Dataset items
--- START ---

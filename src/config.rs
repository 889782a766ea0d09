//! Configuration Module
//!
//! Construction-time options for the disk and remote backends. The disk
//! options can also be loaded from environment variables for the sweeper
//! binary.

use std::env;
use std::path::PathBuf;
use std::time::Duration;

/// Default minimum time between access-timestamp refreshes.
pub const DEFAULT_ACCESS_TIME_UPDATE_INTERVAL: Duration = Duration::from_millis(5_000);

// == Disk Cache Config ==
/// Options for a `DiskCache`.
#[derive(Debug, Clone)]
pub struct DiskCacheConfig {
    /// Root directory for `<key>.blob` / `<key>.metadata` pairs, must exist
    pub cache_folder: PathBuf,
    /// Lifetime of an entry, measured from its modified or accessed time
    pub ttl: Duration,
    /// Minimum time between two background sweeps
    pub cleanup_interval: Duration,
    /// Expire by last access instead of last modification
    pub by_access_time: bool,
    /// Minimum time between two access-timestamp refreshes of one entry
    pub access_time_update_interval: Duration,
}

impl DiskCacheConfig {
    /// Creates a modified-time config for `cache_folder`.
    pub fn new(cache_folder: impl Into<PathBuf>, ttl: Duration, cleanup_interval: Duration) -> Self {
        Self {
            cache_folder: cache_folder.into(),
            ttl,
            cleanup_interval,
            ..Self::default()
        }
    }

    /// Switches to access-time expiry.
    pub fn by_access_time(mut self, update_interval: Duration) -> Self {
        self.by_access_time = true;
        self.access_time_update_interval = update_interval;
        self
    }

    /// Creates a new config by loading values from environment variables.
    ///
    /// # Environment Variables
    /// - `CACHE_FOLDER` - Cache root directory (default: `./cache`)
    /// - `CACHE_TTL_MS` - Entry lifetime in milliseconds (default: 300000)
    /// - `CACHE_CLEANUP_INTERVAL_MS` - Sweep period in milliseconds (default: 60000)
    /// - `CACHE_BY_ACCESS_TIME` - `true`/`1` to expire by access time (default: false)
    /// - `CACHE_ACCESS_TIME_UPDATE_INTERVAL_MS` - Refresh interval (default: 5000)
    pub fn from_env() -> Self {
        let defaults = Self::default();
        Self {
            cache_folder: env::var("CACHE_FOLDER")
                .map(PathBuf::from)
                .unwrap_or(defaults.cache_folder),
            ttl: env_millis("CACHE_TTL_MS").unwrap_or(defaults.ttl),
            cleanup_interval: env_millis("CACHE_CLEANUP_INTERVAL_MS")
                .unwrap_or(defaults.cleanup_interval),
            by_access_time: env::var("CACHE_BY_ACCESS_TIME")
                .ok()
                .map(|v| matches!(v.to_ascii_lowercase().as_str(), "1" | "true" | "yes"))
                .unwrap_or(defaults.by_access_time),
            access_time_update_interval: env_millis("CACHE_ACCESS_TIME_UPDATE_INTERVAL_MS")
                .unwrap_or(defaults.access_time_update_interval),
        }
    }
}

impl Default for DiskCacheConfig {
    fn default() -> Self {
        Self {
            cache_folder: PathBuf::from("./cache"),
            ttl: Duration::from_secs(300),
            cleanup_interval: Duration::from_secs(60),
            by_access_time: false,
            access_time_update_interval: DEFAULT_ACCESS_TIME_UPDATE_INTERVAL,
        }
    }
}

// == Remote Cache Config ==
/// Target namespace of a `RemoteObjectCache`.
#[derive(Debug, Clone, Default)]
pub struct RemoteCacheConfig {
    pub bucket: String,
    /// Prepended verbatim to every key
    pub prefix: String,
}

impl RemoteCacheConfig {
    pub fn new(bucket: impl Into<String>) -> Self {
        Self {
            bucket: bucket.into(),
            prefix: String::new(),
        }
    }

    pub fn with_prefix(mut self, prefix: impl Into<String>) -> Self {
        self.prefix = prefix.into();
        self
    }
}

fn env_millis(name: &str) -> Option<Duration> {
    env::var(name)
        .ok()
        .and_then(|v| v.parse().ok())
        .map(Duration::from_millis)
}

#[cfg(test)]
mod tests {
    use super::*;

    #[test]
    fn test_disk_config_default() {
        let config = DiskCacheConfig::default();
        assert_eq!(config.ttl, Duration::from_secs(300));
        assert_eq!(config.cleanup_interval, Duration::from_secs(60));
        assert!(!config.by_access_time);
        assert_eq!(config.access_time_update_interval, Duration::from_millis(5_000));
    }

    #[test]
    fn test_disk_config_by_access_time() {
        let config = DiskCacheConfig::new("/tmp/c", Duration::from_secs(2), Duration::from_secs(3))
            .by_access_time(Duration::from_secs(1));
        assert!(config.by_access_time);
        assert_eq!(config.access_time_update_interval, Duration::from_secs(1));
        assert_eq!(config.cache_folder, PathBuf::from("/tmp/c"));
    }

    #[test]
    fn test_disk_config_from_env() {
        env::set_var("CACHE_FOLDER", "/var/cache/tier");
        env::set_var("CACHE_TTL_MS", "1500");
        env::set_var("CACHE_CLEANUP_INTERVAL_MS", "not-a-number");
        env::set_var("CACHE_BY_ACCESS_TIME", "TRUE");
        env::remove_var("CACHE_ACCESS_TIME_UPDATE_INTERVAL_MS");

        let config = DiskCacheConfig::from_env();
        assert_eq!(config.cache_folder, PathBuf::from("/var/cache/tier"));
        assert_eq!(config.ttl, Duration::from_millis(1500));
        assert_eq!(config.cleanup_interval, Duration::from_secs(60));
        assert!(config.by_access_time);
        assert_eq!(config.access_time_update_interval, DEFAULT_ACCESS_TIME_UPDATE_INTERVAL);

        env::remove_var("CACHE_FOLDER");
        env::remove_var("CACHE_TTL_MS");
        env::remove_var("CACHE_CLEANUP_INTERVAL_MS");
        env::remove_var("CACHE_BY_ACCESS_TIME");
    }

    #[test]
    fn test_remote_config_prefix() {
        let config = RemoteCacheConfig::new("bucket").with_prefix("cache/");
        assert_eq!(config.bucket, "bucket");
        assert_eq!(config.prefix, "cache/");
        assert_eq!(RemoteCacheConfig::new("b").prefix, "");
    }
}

--- END ---
--- START ---

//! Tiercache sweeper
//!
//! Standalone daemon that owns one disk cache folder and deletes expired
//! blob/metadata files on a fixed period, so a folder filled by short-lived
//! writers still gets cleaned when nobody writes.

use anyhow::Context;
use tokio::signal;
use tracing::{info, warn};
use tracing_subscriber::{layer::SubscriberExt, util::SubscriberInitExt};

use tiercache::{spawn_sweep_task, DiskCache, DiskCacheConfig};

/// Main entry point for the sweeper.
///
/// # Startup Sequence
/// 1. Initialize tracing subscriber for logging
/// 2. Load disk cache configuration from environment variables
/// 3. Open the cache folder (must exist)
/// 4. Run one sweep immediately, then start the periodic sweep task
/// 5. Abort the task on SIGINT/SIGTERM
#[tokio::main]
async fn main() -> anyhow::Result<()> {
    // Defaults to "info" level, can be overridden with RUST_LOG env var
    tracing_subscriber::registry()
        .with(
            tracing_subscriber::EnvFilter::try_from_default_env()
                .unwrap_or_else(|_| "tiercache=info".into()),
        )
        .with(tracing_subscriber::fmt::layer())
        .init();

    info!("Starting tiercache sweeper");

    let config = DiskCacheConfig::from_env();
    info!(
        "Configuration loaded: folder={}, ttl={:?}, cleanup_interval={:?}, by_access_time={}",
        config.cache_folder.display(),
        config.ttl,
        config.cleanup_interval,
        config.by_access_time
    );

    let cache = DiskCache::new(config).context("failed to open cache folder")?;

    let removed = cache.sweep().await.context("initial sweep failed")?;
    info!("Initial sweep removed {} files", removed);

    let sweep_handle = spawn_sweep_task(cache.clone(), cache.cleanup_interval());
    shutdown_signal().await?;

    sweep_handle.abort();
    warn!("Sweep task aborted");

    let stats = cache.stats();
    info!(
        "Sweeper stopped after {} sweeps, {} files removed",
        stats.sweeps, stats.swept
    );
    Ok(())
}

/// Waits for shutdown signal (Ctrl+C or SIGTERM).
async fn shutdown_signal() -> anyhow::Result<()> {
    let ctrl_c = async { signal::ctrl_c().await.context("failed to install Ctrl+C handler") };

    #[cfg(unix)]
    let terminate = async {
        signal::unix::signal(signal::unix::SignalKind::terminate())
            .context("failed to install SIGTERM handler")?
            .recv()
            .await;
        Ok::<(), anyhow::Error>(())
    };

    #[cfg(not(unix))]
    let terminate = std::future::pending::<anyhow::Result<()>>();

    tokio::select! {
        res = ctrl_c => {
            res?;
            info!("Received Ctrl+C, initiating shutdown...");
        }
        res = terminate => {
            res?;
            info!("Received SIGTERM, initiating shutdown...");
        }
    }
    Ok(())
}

--- END ---

Problem:
Starting from the records above, copy each line where the string "modified" is found.

Task output:
    /// Lifetime of an entry, measured from its modified or accessed time
    /// Creates a modified-time config for `cache_folder`.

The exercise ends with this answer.